Forum Discussion

mikem_62860's avatar
mikem_62860
Icon for Nimbostratus rankNimbostratus
May 09, 2012

f5 and Exchange 2010 Outlook 2010 password prompt

I am experiencing a password prompt on Outlook 2010 on a initial load. For example, I reboot my machine, log into Windows, then load up Outlook 2010. I get a password prompt.

 

 

What I am noticing on the Connection Status when I see the password prompt is that it is pending on "Referral" or "Mail". I see it waiting on TCP/IP and HTTP.

 

 

 

If I change my local hostfile to point to a Exchange 2010 CAS front-end, I never get a prompt.

 

 

 

I have removed the oneconnect profile. I have changed to be kernel auth on all virtual directories. I don't know what else to do. Any thoughts?

 

 

 

On the client side we are migrating users to Exchange 2010 with Windows 7 64bit and 32bit Outlook 2010.

 

 

 

What I have noticed with the one offs that are still on Outlook 2007 but on Exchange 2010 is there are constant password prompts. Putting in credentials doens't work. You have to hit cancel, then try to auth again and it seems to work until it happens again. We aren't really support Outlook 2007 on Exchange 2010 but it may be a clue?

 

 

 

Any ideas?

 

7 Replies

  • Dayne_Miller_19's avatar
    Dayne_Miller_19
    Historic F5 Account
    Hi mikem-

     

     

    Did you manually configure your BIG-IP, use the iApp included in 11.0.x-11.1.x, or use the new downloadable iApp? Also, are you using the APM module, or LTM only?

     

     

    If you've done anything other than use the new iApp, please try that and see if your results differ. It could be, for instance, that EWS (used by Outlook for Free/Busy lookups) isn't configured correctly, or something of that nature.

     

     

    I believe you shouldn't have to enable kernel authentication mode.

     

     

    Can you please open a support case with F5? A support engineer will work with you to gather qkview and other relevant info from your BIG-IP system and can then offer some suggestions.

     

     

    Thanks.
  • We had the same issue, I spent about 4 months on a support case with F5 before finally finding the fix. On the exchange http and https combined virtual server set the failback persistence profile to *appname*_source_address_persistence_profile.

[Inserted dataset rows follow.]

//! Document store: the scrapbook shelf and structural page updates.
//!
//! Every edit is expressed as a [`PageMutation`] aimed at one
//! `(scrapbook, page index)` pair. The mutation runs against a copy of the
//! page and the copy replaces the stored page in a single assignment, so a
//! reader never observes a half-applied edit and a failed mutation leaves
//! the page exactly as it was.

use sb_core::geometry::Point;
use sb_core::id::{IdAllocator, NodeId};
use sb_core::model::{Connection, Node, Page, Scrapbook, ScrapbookId, ScrapbookStyle};
use sb_core::props::{NodeProps, PropError, PropValue};
use sb_core::registry;
use serde::Deserialize;
use thiserror::Error;

#[derive(Debug, Clone, PartialEq, Error)]
pub enum DocumentError {
    #[error("no scrapbook with id {0}")]
    UnknownScrapbook(ScrapbookId),
    #[error("no scrapbook is open")]
    NoScrapbookOpen,
    #[error("page {index} is out of range ({count} pages)")]
    PageOutOfRange { index: usize, count: usize },
    #[error("page {0} is not on screen")]
    PageNotShown(usize),
    #[error("no node {0} on this page")]
    UnknownNode(NodeId),
    #[error("node {0} is already on this page")]
    DuplicateNode(NodeId),
    #[error("a node cannot be connected to itself ({0})")]
    SelfLoop(NodeId),
    #[error("the scrapbook is open read-only")]
    ReadOnly,
    #[error(transparent)]
    Prop(#[from] PropError),
}

/// Partial update of a node's own fields (not its props).
#[derive(Debug, Clone, Default, PartialEq, Deserialize)]
#[serde(default, rename_all = "camelCase")]
pub struct NodePatch {
    pub x: Option<f32>,
    pub y: Option<f32>,
    pub img_bg: Option<String>,
    /// `Some(None)` clears the secondary image.
    pub img_top: Option<Option<String>>,
}

impl NodePatch {
    pub fn position(at: Point) -> Self {
        Self {
            x: Some(at.x),
            y: Some(at.y),
            ..Self::default()
        }
    }

    fn apply(self, node: &mut Node) {
        if let Some(x) = self.x.filter(|v| v.is_finite()) {
            node.x = x;
        }
        if let Some(y) = self.y.filter(|v| v.is_finite()) {
            node.y = y;
        }
        if let Some(img) = self.img_bg {
            node.img_bg = img;
        }
        if let Some(top) = self.img_top {
            node.img_top = top;
        }
    }
}

/// A structural edit of one page.
#[derive(Debug, Clone, PartialEq)]
pub enum PageMutation {
    /// Insert a fully formed node (pasted or restored).
    AddNode { node: Node },
    /// Insert a new node; the store assigns its id and placeholder photo.
    CreateNode { props: NodeProps, at: Point },
    MoveNode { id: NodeId, x: f32, y: f32 },
    UpdateNode { id: NodeId, patch: NodePatch },
    /// Set props, each value held to its template's declared domain.
    UpdateProps { id: NodeId, values: Vec<(String, PropValue)> },
    /// Delete a node and every connection touching it.
    RemoveNode { id: NodeId },
    AddConnection { from: NodeId, to: NodeId },
    ToggleOpen { id: NodeId },
    /// Replace the page wholesale.
    SetPage { page: Page },
}

impl PageMutation {
    /// Short label for logs.
    pub fn label(&self) -> &'static str {
        match self {
            PageMutation::AddNode { .. } => "add node",
            PageMutation::CreateNode { .. } => "create node",
            PageMutation::MoveNode { .. } => "move node",
            PageMutation::UpdateNode { .. } => "update node",
            PageMutation::UpdateProps { .. } => "update props",
            PageMutation::RemoveNode { .. } => "remove node",
            PageMutation::AddConnection { .. } => "add connection",
            PageMutation::ToggleOpen { .. } => "toggle open",
            PageMutation::SetPage { .. } => "set page",
        }
    }

    /// Whether a read-only (preview) session may issue this mutation.
    pub fn allowed_in_preview(&self) -> bool {
        matches!(self, PageMutation::ToggleOpen { .. })
    }

    /// Apply to `page` in place. Returns the id of a node this created.
    fn apply(self, page: &mut Page, ids: &mut IdAllocator, now_ms: u64) -> Result<Option<NodeId>, DocumentError> {
        match self {
            PageMutation::AddNode { node } => {
                if page.contains(node.id) {
                    return Err(DocumentError::DuplicateNode(node.id));
                }
                ids.observe(node.id.get());
                let id = node.id;
                page.nodes.push(node);
                Ok(Some(id))
            }
            PageMutation::CreateNode { props, at } => {
                let id = ids.next_node_id(now_ms);
                let photo = format!("https://picsum.photos/seed/{id}/400/300");
                page.nodes.push(Node::new(id, props, at, photo));
                Ok(Some(id))
            }
            PageMutation::MoveNode { id, x, y } => {
                let node = page.node_mut(id).ok_or(DocumentError::UnknownNode(id))?;
                NodePatch::position(Point::new(x, y)).apply(node);
                Ok(None)
            }
            PageMutation::UpdateNode { id, patch } => {
                let node = page.node_mut(id).ok_or(DocumentError::UnknownNode(id))?;
                patch.apply(node);
                Ok(None)
            }
            PageMutation::UpdateProps { id, values } => {
                let node = page.node_mut(id).ok_or(DocumentError::UnknownNode(id))?;
                let template = registry::lookup(node.type_name());
                for (key, value) in values {
                    let value = match template {
                        Some(t) => t.coerce(&key, value)?,
                        None => value,
                    };
                    node.props.set(&key, value)?;
                }
                Ok(None)
            }
            PageMutation::RemoveNode { id } => {
                page.remove_node(id).ok_or(DocumentError::UnknownNode(id))?;
                Ok(None)
            }
            PageMutation::AddConnection { from, to } => {
                if from == to {
                    return Err(DocumentError::SelfLoop(from));
                }
                for id in [from, to] {
                    if !page.contains(id) {
                        return Err(DocumentError::UnknownNode(id));
                    }
                }
                page.connections.push(Connection::new(from, to));
                Ok(None)
            }
            PageMutation::ToggleOpen { id } => {
                let node = page.node_mut(id).ok_or(DocumentError::UnknownNode(id))?;
                node.is_open = !node.is_open;
                Ok(None)
            }
            PageMutation::SetPage { page: replacement } => {
                if let Some(max) = replacement.max_node_id() {
                    ids.observe(max.get());
                }
                *page = replacement;
                Ok(None)
            }
        }
    }
}

/// Owner of every scrapbook. The single place documents are mutated.
#[derive(Debug, Default)]
pub struct DocumentStore {
    books: Vec<Scrapbook>,
    ids: IdAllocator,
}

impl DocumentStore {
    pub fn new() -> Self {
        Self::default()
    }

    /// Adopt previously saved scrapbooks. New ids are allocated above every
    /// id they already use.
    pub fn from_books(books: Vec<Scrapbook>) -> Self {
        let mut ids = IdAllocator::new();
        for book in &books {
            ids.observe(book.max_id());
        }
        Self { books, ids }
    }

    /// Newest first.
    pub fn books(&self) -> &[Scrapbook] {
        &self.books
    }

    pub fn get(&self, id: ScrapbookId) -> Option<&Scrapbook> {
        self.books.iter().find(|b| b.id == id)
    }

    fn book_mut(&mut self, id: ScrapbookId) -> Result<&mut Scrapbook, DocumentError> {
        self.books
            .iter_mut()
            .find(|b| b.id == id)
            .ok_or(DocumentError::UnknownScrapbook(id))
    }

    pub fn page(&self, book: ScrapbookId, index: usize) -> Result<&Page, DocumentError> {
        let book = self.get(book).ok_or(DocumentError::UnknownScrapbook(book))?;
        book.page(index).ok_or(DocumentError::PageOutOfRange {
            index,
            count: book.page_count(),
        })
    }

    /// Allocate a node id outside of a mutation (for hosts building nodes).
    pub fn allocate_node_id(&mut self, now_ms: u64) -> NodeId {
        self.ids.next_node_id(now_ms)
    }

    // ─── Shelf ───────────────────────────────────────────────────────────

    /// Create a scrapbook with `page_count` blank pages and put it first on
    /// the shelf.
    pub fn create_scrapbook(
        &mut self,
        title: &str,
        category: &str,
        page_count: usize,
        now_ms: u64,
    ) -> ScrapbookId {
        // the book id and its page ids `id + i` come from one block
        let id = self.ids.next_block(now_ms, page_count.max(1) as u64);
        self.books
            .insert(0, Scrapbook::new(id, title, category, page_count, now_ms));
        log::debug!("created scrapbook {id} with {page_count} pages");
        id
    }

    pub fn delete_scrapbook(&mut self, id: ScrapbookId) -> Result<Scrapbook, DocumentError> {
        let index = self
            .books
            .iter()
            .position(|b| b.id == id)
            .ok_or(DocumentError::UnknownScrapbook(id))?;
        Ok(self.books.remove(index))
    }

    pub fn rename_scrapbook(&mut self, id: ScrapbookId, title: &str, now_ms: u64) -> Result<(), DocumentError> {
        let book = self.book_mut(id)?;
        book.title = title.to_owned();
        book.last_modified = now_ms;
        Ok(())
    }

    pub fn set_style(&mut self, id: ScrapbookId, style: ScrapbookStyle, now_ms: u64) -> Result<(), DocumentError> {
        let book = self.book_mut(id)?;
        book.style = style;
        book.last_modified = now_ms;
        Ok(())
    }

    pub fn set_category(&mut self, id: ScrapbookId, category: &str, now_ms: u64) -> Result<(), DocumentError> {
        let book = self.book_mut(id)?;
        book.category_id = category.to_owned();
        book.last_modified = now_ms;
        Ok(())
    }

    /// Append a blank page and return its index.
    pub fn add_page(&mut self, id: ScrapbookId, now_ms: u64) -> Result<usize, DocumentError> {
        let index = self
            .books
            .iter()
            .position(|b| b.id == id)
            .ok_or(DocumentError::UnknownScrapbook(id))?;
        let page_id = self.ids.next(now_ms);
        let book = &mut self.books[index];
        book.pages.push(Page::new(page_id));
        book.last_modified = now_ms;
        Ok(book.pages.len() - 1)
    }

    // ─── Pages ───────────────────────────────────────────────────────────

    /// Apply `mutation` to page `index` of scrapbook `book` atomically.
    /// Returns the id of the node the mutation created, if any.
    pub fn apply(
        &mut self,
        book: ScrapbookId,
        index: usize,
        mutation: PageMutation,
        now_ms: u64,
    ) -> Result<Option<NodeId>, DocumentError> {
        let label = mutation.label();
        let mut ids = self.ids.clone();
        let target = self.book_mut(book)?;
        let count = target.page_count();
        let mut draft = target
            .page(index)
            .cloned()
            .ok_or(DocumentError::PageOutOfRange { index, count })?;

        let created = mutation.apply(&mut draft, &mut ids, now_ms)?;

        target.pages[index] = draft;
        target.last_modified = now_ms;
        self.ids = ids;
        log::trace!("{label} on scrapbook {book} page {index}");
        Ok(created)
    }

    /// Apply several mutations in order, each atomically. Stops at the
    /// first failure; earlier ones stay applied.
    pub fn apply_all(
        &mut self,
        book: ScrapbookId,
        index: usize,
        mutations: impl IntoIterator<Item = PageMutation>,
        now_ms: u64,
    ) -> Result<Option<NodeId>, DocumentError> {
        let mut created = None;
        for mutation in mutations {
            if let Some(id) = self.apply(book, index, mutation, now_ms)? {
                created = Some(id);
            }
        }
        Ok(created)
    }
}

The latest downloadable iapp does this for you when you set it up.

     

     

    Also under the Exchange source address persistence profile check both "match across services" and "match across virtual servers".

     

     

    After doing the above steps and then deleted all existing persistence records for the virtual server the popups stopped.
  • Dayne, we are still on 10.2.1. We do have a ticket open with f5 but nothing has been resolved yet.

     

     

    Brent, I did try this, and it didn't seem to work.

     

     

    I am not sure if this is the solution, but what seemed to have resolved it for us is setting NTLM on OutlookAnywhere for -ClientAuthenticationMethod and -IISAuthenticationMethod

     

     

    Set-OutlookAnywhere -Name CASServer -IISAuthenticationMethod Basic,NTLM

     

    Identity: CASServer\Rpc (Default Web Site)

     

     

    Set-OutlookAnywhere -Name CASServer -ClientAuthenticationMethod Ntlm

     

    Identity: CASServer\CASServer

     

     

    So far, no more password prompts.... I am going to wait a couple days to see if this is the solution.
  • Did you follow the errata in the 10.2.1 Deployment Guide to disable OneConnect when Negotiate header is detected? Sounds like the fact that OA was trying to Negotiate instead of offering straight-up NTLM was tripping this up - but disabling OneConnect for those requests should've solved it.

     

  • This is one of the things we did per the tech and it did not resolve the issue...

     

     

     

    In OutlookAnywhere options on the Outlook client, we see that there is Basic Auth and NTLM as the options. I do not see a Negotiate selection. Does Basic mean negotiate?

     

     

    Mike
  • Outlook Client settings don't matter in this case - the issue is caused by the CAS trying to use Negotiate header for Kerberos and NTLM when it does 401 challenge to the client.
  • Just a guess but it sounds like you might have a certificate issue. Are you offloading SSL? if so then when you connect direct to the CAS you are not using SSL.

     

     

    Another thought: We were having problems connecting via RPC at all until we manually unchecked the "port translation" option on the Exchange RPC Virtual Server. We are NOT offloading SSL so traffic is being re-encrypted before passing to the CAS.